Впрочем, есть много случаев, когда время объекта представляет собой чистую последовательность без временнбй локализации. Если я представляю себе бегущего кентавра или морское сражение, то эти объекты не принадлежат ни одному из моментов длительности. Они не относятся ни к прошлому, ни к будущему, ни тем более к настоящему. Пока я их себе представляю, нет иного реального настоящего, кроме меня. Что же касается их, то, не имея связей и временных отношений ни с каким-либо другим объектом, ни с моей собственной длительностью, они характеризуются лишь внутренней длительностью, чистым отношением до — после, которым обозначается связь различных состояний действия.
Итак, время ирреальных объектов само по себе ирреально. У него нет ни одной черты, характерной для времени восприятия: оно не течет (по примеру длительности таяния этого куска сахара), оно может произвольно расширяться или сжиматься, оставаясь тем же самым, оно не является необратимым. Это тень времени, которая вполне соответствует тени объекта с присущей ему тенью пространства. Ничто не отделяет от меня ирреальный объект более надежно: воображаемый мир полностью изолирован, я могу проникнуть в него, лишь ирреализуя себя.
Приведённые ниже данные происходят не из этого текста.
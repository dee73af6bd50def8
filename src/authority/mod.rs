//! Certificate authority access.
//!
//! The [`CertificateAuthority`] trait is the narrow interface the
//! [provisioning state machine][crate::provision] needs from a certificate authority: request a
//! DNS-validated certificate, describe the validation challenge for it, and list which
//! certificates have been issued. [`acm::AcmAuthority`] implements it for AWS Certificate
//! Manager.
//!
//! Two components are built on top of it:
//!
//! * [`CertificateRequester`] requests the certificate (at most once per logical attempt) and
//!   waits a bounded time for the authority to compute the DNS challenge.
//! * [`IssuanceMonitor`] answers whether a requested certificate has been issued yet.

use crate::error::Error;
use serde::{Deserialize, Serialize};
use std::fmt;
use std::sync::Arc;

pub mod acm;
pub mod monitor;
pub mod requester;

pub use monitor::IssuanceMonitor;
pub use requester::CertificateRequester;

/// The authority-assigned identifier of a requested certificate (an ACM certificate ARN).
#[derive(Serialize, Deserialize, Debug, Clone, PartialEq, Eq, Hash, PartialOrd, Ord)]
#[serde(transparent)]
pub struct CertificateHandle(String);

impl CertificateHandle {
    pub fn new(handle: impl Into<String>) -> Self {
        Self(handle.into())
    }

    #[must_use]
    pub fn as_str(&self) -> &str {
        &self.0
    }
}

impl fmt::Display for CertificateHandle {
    fn fmt(&self, f: &mut fmt::Formatter<'_>) -> fmt::Result {
        f.write_str(&self.0)
    }
}

/// The DNS record the authority requires to be published to prove domain ownership.
#[derive(Serialize, Deserialize, Debug, Clone, PartialEq, Eq)]
pub struct ValidationChallenge {
    pub name: String,
    pub record_type: String,
    pub value: String,
}

/// `DynAuthority` is a type alias for a [`CertificateAuthority`] shared by the components of a
/// single invocation.
pub type DynAuthority = Arc<dyn CertificateAuthority + Send + Sync>;

/// An async trait describing the certificate authority operations used while provisioning.
#[async_trait::async_trait]
pub trait CertificateAuthority {
    /// Request a DNS-validated certificate, with certificate transparency logging enabled, for
    /// the given FQDN. This is not idempotent: every call creates a new pending certificate.
    async fn request_certificate(&self, fqdn: &str) -> Result<CertificateHandle, Error>;

    /// Describe the DNS validation challenge for a requested certificate, or `None` if the
    /// authority hasn't computed it yet.
    async fn describe_challenge(
        &self,
        handle: &CertificateHandle,
    ) -> Result<Option<ValidationChallenge>, Error>;

    /// List the handles of all certificates currently in the issued state.
    async fn issued_certificates(&self) -> Result<Vec<CertificateHandle>, Error>;
}
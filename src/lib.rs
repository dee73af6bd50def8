//! Cert Crab
//!
//! A CloudFormation custom resource handler that provisions a DNS validated [ACM] certificate
//! for a domain served from a [Route 53] hosted zone, from an AWS Lambda function.
//!
//! Certificate issuance routinely takes longer than a Lambda invocation may run, so
//! provisioning is a [resumable state machine][provision]: progress is carried in a
//! [`Checkpoint`][provision::Checkpoint] embedded in the event, and the function
//! [re-invokes itself][reinvoke] with it until the certificate is issued or the attempt
//! budget is spent. The outcome is then [reported][report] to the stack via the custom
//! resource response URL.
//!
//! ```yaml
//! Certificate:
//!   Type: Custom::Certificate
//!   Properties:
//!     ServiceToken: !GetAtt CertCrabFunction.Arn
//!     HostedZoneName: example.com
//!     RecordName: app
//!     Region: us-east-1
//! ```
//!
//! The certificate ARN is available as `!GetAtt Certificate.CertificateHandle`.
//!
//! [ACM]: https://docs.aws.amazon.com/acm/latest/userguide/dns-validation.html
//! [Route 53]: https://docs.aws.amazon.com/Route53/latest/DeveloperGuide/hosted-zones-working-with.html
//!
#![warn(clippy::pedantic)]

pub mod authority;
pub mod config;
pub mod error;
pub mod event;
pub mod provision;
pub mod reinvoke;
pub mod report;
pub mod services;
pub mod zone;

#[cfg(test)]
mod fakes;

pub use config::{Config, Shared};
pub use event::CustomResourceEvent;
pub use provision::{InvocationBudget, Provisioner, ProvisioningOutcome};
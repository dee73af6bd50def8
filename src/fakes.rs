//! In-memory stand-ins for the external services, shared by the unit tests.
use crate::authority::{CertificateAuthority, CertificateHandle, ValidationChallenge};
use crate::error::Error;
use crate::event::CustomResourceEvent;
use crate::reinvoke::Reinvoker;
use crate::report::{CallbackResponse, CallbackTransport};
use crate::services::{ServiceFactory, Services};
use crate::zone::{HostedZone, RecordSet, ZoneRegistry};
use serde_json::json;
use std::collections::{BTreeMap, HashMap};
use std::sync::{Arc, Mutex};
use std::time::Duration;

pub(crate) fn create_event() -> CustomResourceEvent {
    serde_json::from_value(json!({
        "RequestType": "Create",
        "ServiceToken": "arn:aws:lambda:us-east-1:123456789012:function:certcrab",
        "ResponseURL": "https://callback.example.invalid/response",
        "StackId": "arn:aws:cloudformation:us-east-1:123456789012:stack/web/3f1e2d4c",
        "RequestId": "5f0d6d1e-8a4b-4c1e-9e63-1d0c5b7f2a11",
        "ResourceType": "Custom::Certificate",
        "LogicalResourceId": "Certificate",
        "ResourceProperties": {
            "ServiceToken": "arn:aws:lambda:us-east-1:123456789012:function:certcrab",
            "HostedZoneName": "example.com",
            "RecordName": "app",
            "Region": "us-east-1"
        }
    }))
    .unwrap()
}

#[derive(Debug)]
struct AuthorityState {
    handle: CertificateHandle,
    request_error: Option<String>,
    challenge_ready_after: usize,
    issue_after_polls: Option<usize>,
    stall_listing: bool,
    requested: Vec<String>,
    describe_calls: usize,
    list_calls: usize,
}

/// A certificate authority issuing a single, fixed certificate handle.
#[derive(Debug)]
pub(crate) struct FakeAuthority {
    state: Mutex<AuthorityState>,
}

impl FakeAuthority {
    /// The challenge is ready on the first describe and the certificate issued on the first
    /// poll unless configured otherwise.
    pub(crate) fn new(handle: &str) -> Self {
        Self {
            state: Mutex::new(AuthorityState {
                handle: CertificateHandle::new(handle),
                request_error: None,
                challenge_ready_after: 1,
                issue_after_polls: Some(1),
                stall_listing: false,
                requested: vec![],
                describe_calls: 0,
                list_calls: 0,
            }),
        }
    }

    pub(crate) fn challenge() -> ValidationChallenge {
        ValidationChallenge {
            name: "_abc.example.com".into(),
            record_type: "CNAME".into(),
            value: "_xyz.acm-validations.aws".into(),
        }
    }

    pub(crate) fn reject_requests(&self, reason: &str) {
        self.state.lock().unwrap().request_error = Some(reason.to_string());
    }

    pub(crate) fn challenge_ready_after(&self, describes: usize) {
        self.state.lock().unwrap().challenge_ready_after = describes;
    }

    /// `None` never issues.
    pub(crate) fn issue_after_polls(&self, polls: Option<usize>) {
        self.state.lock().unwrap().issue_after_polls = polls;
    }

    pub(crate) fn stall_listing(&self) {
        self.state.lock().unwrap().stall_listing = true;
    }

    pub(crate) fn requested_fqdns(&self) -> Vec<String> {
        self.state.lock().unwrap().requested.clone()
    }

    pub(crate) fn request_calls(&self) -> usize {
        self.state.lock().unwrap().requested.len()
    }

    pub(crate) fn describe_calls(&self) -> usize {
        self.state.lock().unwrap().describe_calls
    }

    pub(crate) fn list_calls(&self) -> usize {
        self.state.lock().unwrap().list_calls
    }

    pub(crate) fn total_calls(&self) -> usize {
        self.request_calls() + self.describe_calls() + self.list_calls()
    }
}

#[async_trait::async_trait]
impl CertificateAuthority for FakeAuthority {
    async fn request_certificate(&self, fqdn: &str) -> Result<CertificateHandle, Error> {
        let mut state = self.state.lock().unwrap();
        state.requested.push(fqdn.to_string());
        match &state.request_error {
            Some(reason) => Err(Error::Authority(reason.clone())),
            None => Ok(state.handle.clone()),
        }
    }

    async fn describe_challenge(
        &self,
        handle: &CertificateHandle,
    ) -> Result<Option<ValidationChallenge>, Error> {
        let mut state = self.state.lock().unwrap();
        if *handle != state.handle {
            return Err(Error::Authority(format!("no certificate {handle}")));
        }
        state.describe_calls += 1;
        Ok((state.describe_calls >= state.challenge_ready_after).then(Self::challenge))
    }

    async fn issued_certificates(&self) -> Result<Vec<CertificateHandle>, Error> {
        let stall = {
            let mut state = self.state.lock().unwrap();
            state.list_calls += 1;
            state.stall_listing
        };
        if stall {
            tokio::time::sleep(Duration::from_secs(3600)).await;
        }
        let state = self.state.lock().unwrap();
        let mut issued = vec![CertificateHandle::new("arn:cert:unrelated")];
        if matches!(state.issue_after_polls, Some(n) if state.list_calls >= n) {
            issued.push(state.handle.clone());
        }
        Ok(issued)
    }
}

#[derive(Debug, Default)]
struct ZonesState {
    zones: Vec<HostedZone>,
    records: HashMap<String, BTreeMap<(String, String), RecordSet>>,
    lookups: usize,
    upserts: usize,
}

/// Hosted zones listed in the order given, holding upserted records keyed by name and type.
#[derive(Debug, Default)]
pub(crate) struct FakeZones {
    state: Mutex<ZonesState>,
}

impl FakeZones {
    pub(crate) fn with_zones(zones: &[(&str, &str)]) -> Self {
        let zones = zones
            .iter()
            .map(|(id, name)| HostedZone {
                id: (*id).to_string(),
                name: (*name).to_string(),
            })
            .collect();
        Self {
            state: Mutex::new(ZonesState {
                zones,
                ..ZonesState::default()
            }),
        }
    }

    pub(crate) fn records(&self, zone_id: &str) -> Vec<RecordSet> {
        self.state
            .lock()
            .unwrap()
            .records
            .get(zone_id)
            .map(|r| r.values().cloned().collect())
            .unwrap_or_default()
    }

    pub(crate) fn lookups(&self) -> usize {
        self.state.lock().unwrap().lookups
    }

    pub(crate) fn upsert_calls(&self) -> usize {
        self.state.lock().unwrap().upserts
    }
}

#[async_trait::async_trait]
impl ZoneRegistry for FakeZones {
    async fn zones_by_name(&self, _dns_name: &str) -> Result<Vec<HostedZone>, Error> {
        let mut state = self.state.lock().unwrap();
        state.lookups += 1;
        Ok(state.zones.clone())
    }

    async fn upsert_record(&self, zone_id: &str, record: &RecordSet) -> Result<(), Error> {
        let mut state = self.state.lock().unwrap();
        state.upserts += 1;
        if !state.zones.iter().any(|z| z.id == zone_id) {
            return Err(Error::Zone(format!("no such zone {zone_id}")));
        }
        state.records.entry(zone_id.to_string()).or_default().insert(
            (record.name.clone(), record.record_type.clone()),
            record.clone(),
        );
        Ok(())
    }
}

/// Hands out the same fakes for every region, remembering which regions were asked for.
pub(crate) struct FakeServices {
    pub(crate) authority: Arc<FakeAuthority>,
    pub(crate) zones: Arc<FakeZones>,
    regions: Mutex<Vec<String>>,
}

impl FakeServices {
    pub(crate) fn new(authority: Arc<FakeAuthority>, zones: Arc<FakeZones>) -> Self {
        Self {
            authority,
            zones,
            regions: Mutex::new(vec![]),
        }
    }

    pub(crate) fn regions(&self) -> Vec<String> {
        self.regions.lock().unwrap().clone()
    }
}

impl ServiceFactory for FakeServices {
    fn connect(&self, region: &str) -> Services {
        self.regions.lock().unwrap().push(region.to_string());
        Services {
            authority: self.authority.clone(),
            zones: self.zones.clone(),
        }
    }
}

/// Records re-invocation payloads as serialised JSON, the way they'd travel.
#[derive(Debug, Default)]
pub(crate) struct CapturingReinvoker {
    payloads: Mutex<Vec<Vec<u8>>>,
    fail: Mutex<bool>,
}

impl CapturingReinvoker {
    pub(crate) fn fail_dispatches(&self) {
        *self.fail.lock().unwrap() = true;
    }

    pub(crate) fn events(&self) -> Vec<CustomResourceEvent> {
        self.payloads
            .lock()
            .unwrap()
            .iter()
            .map(|p| serde_json::from_slice(p).unwrap())
            .collect()
    }
}

#[async_trait::async_trait]
impl Reinvoker for CapturingReinvoker {
    async fn reinvoke(&self, event: &CustomResourceEvent) -> Result<(), Error> {
        if *self.fail.lock().unwrap() {
            return Err(Error::Reinvoke("throttled".into()));
        }
        self.payloads
            .lock()
            .unwrap()
            .push(serde_json::to_vec(event)?);
        Ok(())
    }
}

#[derive(Debug, Default)]
pub(crate) struct CapturingCallback {
    delivered: Mutex<Vec<(String, CallbackResponse)>>,
    attempts: Mutex<usize>,
    fail: Mutex<bool>,
}

impl CapturingCallback {
    pub(crate) fn fail_deliveries(&self) {
        *self.fail.lock().unwrap() = true;
    }

    pub(crate) fn attempts(&self) -> usize {
        *self.attempts.lock().unwrap()
    }

    pub(crate) fn responses(&self) -> Vec<CallbackResponse> {
        self.delivered
            .lock()
            .unwrap()
            .iter()
            .map(|(_, r)| r.clone())
            .collect()
    }

    pub(crate) fn urls(&self) -> Vec<String> {
        self.delivered
            .lock()
            .unwrap()
            .iter()
            .map(|(u, _)| u.clone())
            .collect()
    }
}

#[async_trait::async_trait]
impl CallbackTransport for CapturingCallback {
    async fn deliver(&self, response_url: &str, response: &CallbackResponse) -> Result<(), Error> {
        *self.attempts.lock().unwrap() += 1;
        if *self.fail.lock().unwrap() {
            return Err(Error::CallbackStatus(403));
        }
        self.delivered
            .lock()
            .unwrap()
            .push((response_url.to_string(), response.clone()));
        Ok(())
    }
}
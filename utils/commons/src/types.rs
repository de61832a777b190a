use super::*;

pub type ContractResult<A> = Result<A, ContractError>;

/// Contract token ID type.
/// Tokens are numbered from 1 in mint order. A `u32` keeps queries for ids
/// that were never minted representable.
pub type ContractTokenId = TokenIdU32;

/// Contract token amount type.
/// Every token is unique, so balances are either 0 or 1.
pub type ContractTokenAmount = TokenAmountU64;

/// Wrapping the custom errors in a type with CIS2 errors.
pub type ContractError = Cis2Error<CustomContractError>;

pub type TransferParameter = TransferParams<ContractTokenId, ContractTokenAmount>;

/// Parameter type for the CIS-2 function `balanceOf` specialized to the subset
/// of TokenIDs used by this contract.
pub type ContractBalanceOfQueryParams = BalanceOfQueryParams<ContractTokenId>;

/// Response type for the CIS-2 function `balanceOf` specialized to the subset
/// of TokenAmounts used by this contract.
pub type ContractBalanceOfQueryResponse = BalanceOfQueryResponse<ContractTokenAmount>;

/// Parameter type for the CIS-2 function `tokenMetadata` specialized to the
/// subset of TokenIDs used by this contract.
pub type ContractTokenMetadataQueryParams = TokenMetadataQueryParams<ContractTokenId>;
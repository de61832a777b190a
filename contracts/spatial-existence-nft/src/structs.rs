use super::*;

/// The parameter type for the contract function `init`.
#[derive(Debug, Serialize, SchemaType)]
pub struct InitParams {
    /// Prefix of every metadata URL, e.g. `ipfs://<cid>/`.
    pub base_uri: String,
    /// Length of one phase. Four 30-day months if not set.
    pub phase_duration: Option<Duration>,
}

/// Lifecycle data of a single minted token.
#[derive(Debug, Serialize, Clone, Copy, PartialEq, Eq)]
pub struct TokenData {
    /// Current owner of the token.
    pub owner: Address,
    /// Whether the token was claimed.
    pub claimed: bool,
}

/// The contract state.
#[derive(Serial, DeserialWithState)]
#[concordium(state_parameter = "S")]
pub struct State<S: HasStateApi> {
    /// Account that initialized the contract. Sets prices and withdraws.
    pub owner: AccountAddress,
    /// Prefix of every metadata URL.
    pub base_uri: String,
    /// Slot time of the initialization.
    pub deployed_at: Timestamp,
    /// Length of one phase.
    pub phase_duration: Duration,
    /// Price of a mint.
    pub mint_price: Amount,
    /// Price of a claim.
    pub claim_price: Amount,
    /// CCD collected from mints and claims and not yet withdrawn.
    pub balance: Amount,
    /// Number of minted tokens, which is also the last assigned token ID.
    pub minted: u32,
    /// Data of every minted token.
    pub tokens: StateMap<ContractTokenId, TokenData, S>,
    /// Addresses that have minted. Transferring a token away keeps the
    /// address here.
    pub minters: StateSet<Address, S>,
    /// Operators for each address.
    pub operators: StateMap<Address, StateSet<Address, S>, S>,
    /// Implementors.
    pub implementors: StateMap<StandardIdentifierOwned, Vec<ContractAddress>, S>,
}

/// Summary of the collection returned by `view`.
#[derive(Debug, Serialize, SchemaType, PartialEq, Eq)]
pub struct ViewState {
    pub owner: AccountAddress,
    pub base_uri: String,
    pub deployed_at: Timestamp,
    pub phase_duration: Duration,
    pub mint_price: Amount,
    pub claim_price: Amount,
    pub balance: Amount,
    pub minted: u32,
    pub total_supply: u32,
    /// Phase at the slot time of the query.
    pub current_phase: Phase,
}

/// The parameter type for the contract function `setImplementors`.
/// Takes a standard identifier and list of contract addresses providing
/// implementations of this standard.
#[derive(Debug, Serialize, SchemaType)]
pub struct SetImplementorsParams {
    /// The identifier for the standard.
    pub id: StandardIdentifierOwned,
    /// The addresses of the implementors of the standard.
    pub implementors: Vec<ContractAddress>,
}
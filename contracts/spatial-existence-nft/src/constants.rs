use super::*;

/// Number of tokens in the collection.
pub const TOTAL_SUPPLY: u32 = 4;

/// Number of artwork phases a token cycles through.
pub const PHASE_COUNT: u64 = 3;

/// Mint price right after initialization, 0.15 CCD.
pub const DEFAULT_MINT_PRICE: Amount = Amount { micro_ccd: 150_000 };

/// Claim price right after initialization, 0.5 CCD.
pub const DEFAULT_CLAIM_PRICE: Amount = Amount { micro_ccd: 500_000 };

/// Phase length in days used when `InitParams::phase_duration` is not set:
/// four 30-day months.
pub const DEFAULT_PHASE_DURATION_DAYS: u64 = 4 * 30;

/// File extension of every metadata document.
pub const METADATA_EXTENSION: &str = ".json";

/// Standards supported by this contract.
pub const SUPPORTS_STANDARDS: [StandardIdentifier<'static>; 2] =
    [CIS0_STANDARD_IDENTIFIER, CIS2_STANDARD_IDENTIFIER];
Говоря о мире ирреальных объектов, мы ради большего удобства пользуемся неточным выражением. Всякий мир представляет собой некое связное целое, в котором каждый объект имеет свое определенное место и вступает в отношения с другими объектами. Сама идея мира подразумевает двоякое условие для его объектов: нужно чтобы они, во-первых, были строго индивидуированы и, во-вторых, находились в равновесии со средой. Ирреального мира не существует именно потому, что никакой ирреальный объект не соответствует этим двум условиям.
Прежде всего, эти объекты не индивидуированы. В них содержится одновременно и слишком много, и слишком мало. Во-первых, слишком много: эти объекты-фантомы двусмысленны и неуловимы, присутствуют одновременно и сами по себе, и как нечто иное, обладают противоречивыми качествами. Часто по завершении рефлексивного анализа обнаруживается, что в одном объекте были заключены многие. Нам кажется, что такая существенная двусмысленность ирреального объекта является одним из главных факторов испытываемой перед воображением боязни. С известной точки зрения, ясное и отчетливое восприятие в высшей степени убедительно. Внезапно появившийся тигр, несомненно, внушает нам страх — но это иной страх. Если ночью, в одиночестве, мы чего-то боимся, то это происходит потому, что преследующие нас воображаемые объекты подозрительны по своей природе. И их подозрительный характер обусловлен тем, что объект в образе никогда не является вполне самим собой. Все, чего мы в таком случае боимся, оказывается невозможным в той мере, в какой объекты не подчиняются принципу индивидуации. Мы могли бы прямо сказать, что эта двусмысленность только и придает объекту в образе его глубину. Она сообщает ему некоторую плотность.